Modelo de gestión: Método para gestionar

El segundo factor se refiere a disponer de un adecuado modelo de gestión. El principal error que cometen las empresas es no tener un modelo de gestión (organización, roles, procesos, modelo de gobierno y toma de decisiones, indicadores…) para cada una de las etapas del ciclo de vida (funnel) de la innovación.

Las empresas tratan de gestionar la primera etapa de la innovación: la generación de ideas, pero ignoran las etapas posteriores que es donde mueren la mayor parte de ideas e iniciativas generadas.

Viene al caso para ilustrar este concepto un antiguo spot televisivo de una conocida marca de neumáticos en la que aparecía el velocista y campeón olímpico Carl Lewis en los tacos de salida calzando unos zapatos de tacón rojos y en el que el mensaje era algo así como “la potencia sin control no vale de nada”. Vale de poco ser capaz de generar cientos o miles de ideas si luego la organización no es capaz de digerirlas, priorizarlas y desarrollarlas para convertirlas en valor para la organización.

Se puede decir sin temor a equivocarnos que las empresas se centran en gestionar la infancia del ciclo de vida de innovación, pero se olvidan de la adolescencia (la más complicada) y la madurez.

Cultura: Coraje para implantar

El tercer y último factor hace referencia a la cultura de innovación. La innovación no es una iniciativa que las compañías puedan improvisar, depende de las personas, de su nivel de confianza y capacidad para trabajar en equipo. De hecho, aproximadamente el 85% de las nuevas ideas surgen fundamentalmente desde el interior de las organizaciones y la clave del éxito consiste no sólo en disponer de gente preparada, sino sobre todo entusiasmada y comprometida.

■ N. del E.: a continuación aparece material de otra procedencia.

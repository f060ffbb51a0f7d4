use std::path::PathBuf;
use std::process::ExitCode;

use anyhow::{Context, Result};
use clap::{Parser, Subcommand};
use tmart_core::SourceTag;
use tmart_sync::{near_duplicates, Registry, SyncConfig};
use tracing_subscriber::EnvFilter;

#[derive(Debug, Parser)]
#[command(name = "tmart")]
#[command(about = "Technology metrics mart: fetch, stage and materialize technology metrics")]
struct Cli {
    /// Debug-level logging unless TMART_LOG says otherwise.
    #[arg(short, long, global = true, conflicts_with = "quiet")]
    verbose: bool,
    /// Errors only unless TMART_LOG says otherwise.
    #[arg(short, long, global = true)]
    quiet: bool,
    #[command(subcommand)]
    command: Option<Commands>,
}

#[derive(Debug, Subcommand)]
enum Commands {
    /// Run the pipeline once and publish reports.
    Sync,
    /// Rebuild the datamart from stored staging without fetching.
    Rebuild,
    /// Apply warehouse schema migrations.
    Migrate,
    /// Load and validate the technology registry.
    Registry {
        #[arg(long)]
        path: Option<PathBuf>,
    },
    /// Summarize recent runs as markdown.
    Report {
        #[arg(long, default_value_t = 5)]
        runs: usize,
    },
    /// Serve the read-only datamart API.
    Serve,
    /// Run the pipeline on the configured cron schedule until Ctrl-C.
    Schedule,
}

fn init_tracing(verbose: bool, quiet: bool) {
    let fallback = if verbose {
        "debug"
    } else if quiet {
        "error"
    } else {
        "info"
    };
    let filter = EnvFilter::try_from_env("TMART_LOG").unwrap_or_else(|_| EnvFilter::new(fallback));
    tracing_subscriber::fmt()
        .with_env_filter(filter)
        .with_writer(std::io::stderr)
        .init();
}

#[tokio::main]
async fn main() -> ExitCode {
    let cli = Cli::parse();
    init_tracing(cli.verbose, cli.quiet);

    match run(cli.command.unwrap_or(Commands::Sync)).await {
        Ok(code) => code,
        Err(err) => {
            tracing::error!(error = %format!("{err:#}"), "command failed");
            eprintln!("error: {err:#}");
            ExitCode::from(1)
        }
    }
}

async fn run(command: Commands) -> Result<ExitCode> {
    match command {
        Commands::Sync => {
            let summary = tmart_sync::run_sync_once_from_env().await?;
            println!(
                "sync {}: run_id={} technologies={} failures={} staged={}",
                match summary.status {
                    tmart_sync::RunStatus::Done => "complete",
                    tmart_sync::RunStatus::PartialFailure => "partially failed",
                    tmart_sync::RunStatus::Aborted => "aborted",
                },
                summary.run_id,
                summary.technologies,
                summary.failures.len(),
                summary.sources.iter().map(|s| s.appended_rows).sum::<usize>(),
            );
            Ok(ExitCode::from(summary.exit_code() as u8))
        }
        Commands::Rebuild => {
            let outcome = tmart_sync::rebuild_from_env().await?;
            println!(
                "datamart rebuilt: run_id={} technologies={} metrics={} skipped={}",
                outcome.run_id,
                outcome.technologies,
                outcome.metrics,
                outcome.errors.len()
            );
            Ok(ExitCode::SUCCESS)
        }
        Commands::Migrate => {
            tmart_sync::migrate_from_env().await?;
            Ok(ExitCode::SUCCESS)
        }
        Commands::Registry { path } => {
            let path = match path {
                Some(path) => path,
                None => SyncConfig::from_env()?.registry_path,
            };
            let registry = Registry::load(&path)
                .await
                .with_context(|| format!("validating {}", path.display()))?;
            print_registry(&registry);
            Ok(ExitCode::SUCCESS)
        }
        Commands::Report { runs } => {
            let config = SyncConfig::from_env()?;
            let markdown = tmart_sync::report_recent_runs_markdown(&config.reports_dir, runs)?;
            println!("{markdown}");
            Ok(ExitCode::SUCCESS)
        }
        Commands::Serve => {
            tmart_web::serve_from_env().await?;
            Ok(ExitCode::SUCCESS)
        }
        Commands::Schedule => {
            tmart_sync::run_scheduler_from_env().await?;
            Ok(ExitCode::SUCCESS)
        }
    }
}

fn print_registry(registry: &Registry) {
    println!("registry {} is valid", registry.path().display());
    for tag in SourceTag::ALL {
        if let Some(settings) = registry.settings(tag) {
            println!(
                "  source {tag}: {} ({} metrics, {} technologies)",
                if settings.enabled { "enabled" } else { "disabled" },
                settings.metrics.len(),
                registry.technologies_for(tag).len(),
            );
        }
    }
    for technology in registry.technologies() {
        println!(
            "  {:<24} github={:<32} pypi={}",
            technology.name,
            technology.github_repository.as_deref().unwrap_or("-"),
            technology.pypi_package.as_deref().unwrap_or("-"),
        );
    }
    for (a, b, score) in near_duplicates(registry.technologies()) {
        println!("  warning: `{a}` and `{b}` look alike ({score:.3})");
    }
}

La dirección de las organizaciones debe ser capaz de liderar una cultura que incentive la participación y la libertad de ideas: pensar, actuar y… equivocarse, sobre todo esto último.

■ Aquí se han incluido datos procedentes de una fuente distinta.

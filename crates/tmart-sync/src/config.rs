use std::path::PathBuf;
use std::str::FromStr;
use std::time::Duration;

use tmart_core::{ConfigError, SourceTag};
use tmart_storage::{TokenBucketConfig, WarehouseTarget};

use crate::registry::Registry;

pub const DEFAULT_REGISTRY_PATH: &str = "./technologies.yaml";
pub const DEFAULT_WAREHOUSE_DIR: &str = "./warehouse";
pub const DEFAULT_REPORTS_DIR: &str = "./reports";
pub const DEFAULT_SCHEDULER_CRON: &str = "0 0 6 * * *";
pub const DEFAULT_BIND: &str = "127.0.0.1:8088";

/// Credentials for the external sources. Which of them are required depends
/// on the sources the registry enables; see [`SyncConfig::require_credentials`].
#[derive(Debug, Clone, Default)]
pub struct Credentials {
    pub github_token: Option<String>,
    pub gcp_project: Option<String>,
    pub gcp_credentials: Option<PathBuf>,
}

#[derive(Debug, Clone)]
pub struct SyncConfig {
    pub registry_path: PathBuf,
    pub warehouse: WarehouseTarget,
    pub reports_dir: PathBuf,
    pub raw_archive_dir: Option<PathBuf>,
    pub user_agent: String,
    pub http_timeout_secs: u64,
    /// Request budget shared by every source; unset means unthrottled.
    pub http_requests_per_minute: Option<u32>,
    pub run_timeout_secs: u64,
    pub fetch_concurrency: usize,
    pub staging_warn_rows: Option<u64>,
    pub scheduler_cron: String,
    pub bind: String,
    pub credentials: Credentials,
}

impl SyncConfig {
    /// Reads the process environment, after loading `.env` when present.
    pub fn from_env() -> Result<Self, ConfigError> {
        let _ = dotenvy::dotenv();
        Self::from_lookup(|key| std::env::var(key).ok())
    }

    pub fn from_lookup(lookup: impl Fn(&str) -> Option<String>) -> Result<Self, ConfigError> {
        let var = |key: &str| lookup(key).map(|v| v.trim().to_string()).filter(|v| !v.is_empty());

        let warehouse = match (var("TMART_WAREHOUSE_URL"), var("TMART_WAREHOUSE_DIR")) {
            (Some(url), _) if url == "memory" => WarehouseTarget::Memory,
            (Some(url), _) if url.starts_with("postgres://") || url.starts_with("postgresql://") => {
                WarehouseTarget::Postgres(url)
            }
            (Some(url), _) => {
                return Err(ConfigError::InvalidValue {
                    field: "TMART_WAREHOUSE_URL".to_string(),
                    reason: format!("unsupported warehouse url `{url}`"),
                })
            }
            (None, Some(dir)) => WarehouseTarget::Directory(PathBuf::from(dir)),
            (None, None) => WarehouseTarget::Directory(PathBuf::from(DEFAULT_WAREHOUSE_DIR)),
        };

        Ok(Self {
            registry_path: var("TMART_REGISTRY")
                .map(PathBuf::from)
                .unwrap_or_else(|| PathBuf::from(DEFAULT_REGISTRY_PATH)),
            warehouse,
            reports_dir: var("TMART_REPORTS_DIR")
                .map(PathBuf::from)
                .unwrap_or_else(|| PathBuf::from(DEFAULT_REPORTS_DIR)),
            raw_archive_dir: var("TMART_RAW_ARCHIVE_DIR").map(PathBuf::from),
            user_agent: var("TMART_USER_AGENT").unwrap_or_else(|| "tmart/0.1".to_string()),
            http_timeout_secs: parse_or("TMART_HTTP_TIMEOUT_SECS", var("TMART_HTTP_TIMEOUT_SECS"), 20)?,
            http_requests_per_minute: match var("TMART_HTTP_REQUESTS_PER_MINUTE") {
                Some(raw) => match parse_value::<u32>("TMART_HTTP_REQUESTS_PER_MINUTE", &raw)? {
                    0 => {
                        return Err(ConfigError::InvalidValue {
                            field: "TMART_HTTP_REQUESTS_PER_MINUTE".to_string(),
                            reason: "must be at least 1".to_string(),
                        })
                    }
                    n => Some(n),
                },
                None => None,
            },
            run_timeout_secs: parse_or("TMART_RUN_TIMEOUT_SECS", var("TMART_RUN_TIMEOUT_SECS"), 600)?,
            fetch_concurrency: parse_or::<usize>("TMART_FETCH_CONCURRENCY", var("TMART_FETCH_CONCURRENCY"), 8)?
                .max(1),
            staging_warn_rows: var("TMART_STAGING_WARN_ROWS")
                .map(|raw| parse_value("TMART_STAGING_WARN_ROWS", &raw))
                .transpose()?,
            scheduler_cron: var("TMART_SCHEDULER_CRON")
                .unwrap_or_else(|| DEFAULT_SCHEDULER_CRON.to_string()),
            bind: var("TMART_BIND").unwrap_or_else(|| DEFAULT_BIND.to_string()),
            credentials: Credentials {
                github_token: var("GITHUB_TOKEN"),
                gcp_project: var("GOOGLE_CLOUD_PROJECT"),
                gcp_credentials: var("GOOGLE_APPLICATION_CREDENTIALS").map(PathBuf::from),
            },
        })
    }

    /// Token bucket holding one minute of requests, refilled one token at a
    /// time.
    pub fn token_bucket(&self) -> Option<TokenBucketConfig> {
        self.http_requests_per_minute.map(|per_minute| TokenBucketConfig {
            capacity: per_minute,
            refill_every: Duration::from_secs(60) / per_minute,
        })
    }

    /// Fails when a source the registry enables has no credential.
    pub fn require_credentials(&self, registry: &Registry) -> Result<(), ConfigError> {
        if registry.is_active(SourceTag::Github) && self.credentials.github_token.is_none() {
            return Err(ConfigError::MissingVar("GITHUB_TOKEN".to_string()));
        }
        if registry.is_active(SourceTag::Pypi) {
            if self.credentials.gcp_project.is_none() {
                return Err(ConfigError::MissingVar("GOOGLE_CLOUD_PROJECT".to_string()));
            }
            if self.credentials.gcp_credentials.is_none() {
                return Err(ConfigError::MissingVar(
                    "GOOGLE_APPLICATION_CREDENTIALS".to_string(),
                ));
            }
        }
        Ok(())
    }
}

fn parse_value<T: FromStr>(field: &str, raw: &str) -> Result<T, ConfigError>
where
    T::Err: std::fmt::Display,
{
    raw.parse().map_err(|e: T::Err| ConfigError::InvalidValue {
        field: field.to_string(),
        reason: format!("`{raw}`: {e}"),
    })
}

fn parse_or<T: FromStr>(field: &str, raw: Option<String>, default: T) -> Result<T, ConfigError>
where
    T::Err: std::fmt::Display,
{
    match raw {
        Some(raw) => parse_value(field, &raw),
        None => Ok(default),
    }
}
//! Fault boundary
//!
//! Wraps a component whose frame can fail. The first error is logged, the
//! component is dropped, and from then on the caller draws a static fallback
//! in its place. Nothing outside the boundary is affected.

use macroquad::logging::error;
use std::fmt::Display;

enum Slot<T> {
    Live(T),
    Faulted(String),
}

pub struct FaultBoundary<T> {
    name: &'static str,
    slot: Slot<T>,
}

impl<T> FaultBoundary<T> {
    pub fn new(name: &'static str, inner: T) -> Self {
        Self { name, slot: Slot::Live(inner) }
    }

    /// Run one step of the wrapped component. Returns `None` once faulted
    /// (including on the step that failed).
    pub fn run<R, E: Display>(&mut self, f: impl FnOnce(&mut T) -> Result<R, E>) -> Option<R> {
        let Slot::Live(inner) = &mut self.slot else {
            return None;
        };
        match f(inner) {
            Ok(r) => Some(r),
            Err(e) => {
                error!("{} failed, showing fallback: {}", self.name, e);
                self.slot = Slot::Faulted(e.to_string());
                None
            }
        }
    }

    pub fn is_faulted(&self) -> bool {
        matches!(self.slot, Slot::Faulted(_))
    }

    pub fn get_mut(&mut self) -> Option<&mut T> {
        match &mut self.slot {
            Slot::Live(inner) => Some(inner),
            Slot::Faulted(_) => None,
        }
    }
}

Por tanto, la innovación no puede aislarse de la trama cotidiana del negocio, debe formar parte de ella y cobrar vida de forma natural.

La innovación supone un proceso de cambio en las organizaciones, que conlleva normalmente asociada la necesidad de derribar ciertas barreras e inercias establecidas, por lo que su puesta en marcha adicionalmente al componente de gestión comentado con anterioridad requiere de un liderazgo claro desde la cúpula de las organizaciones.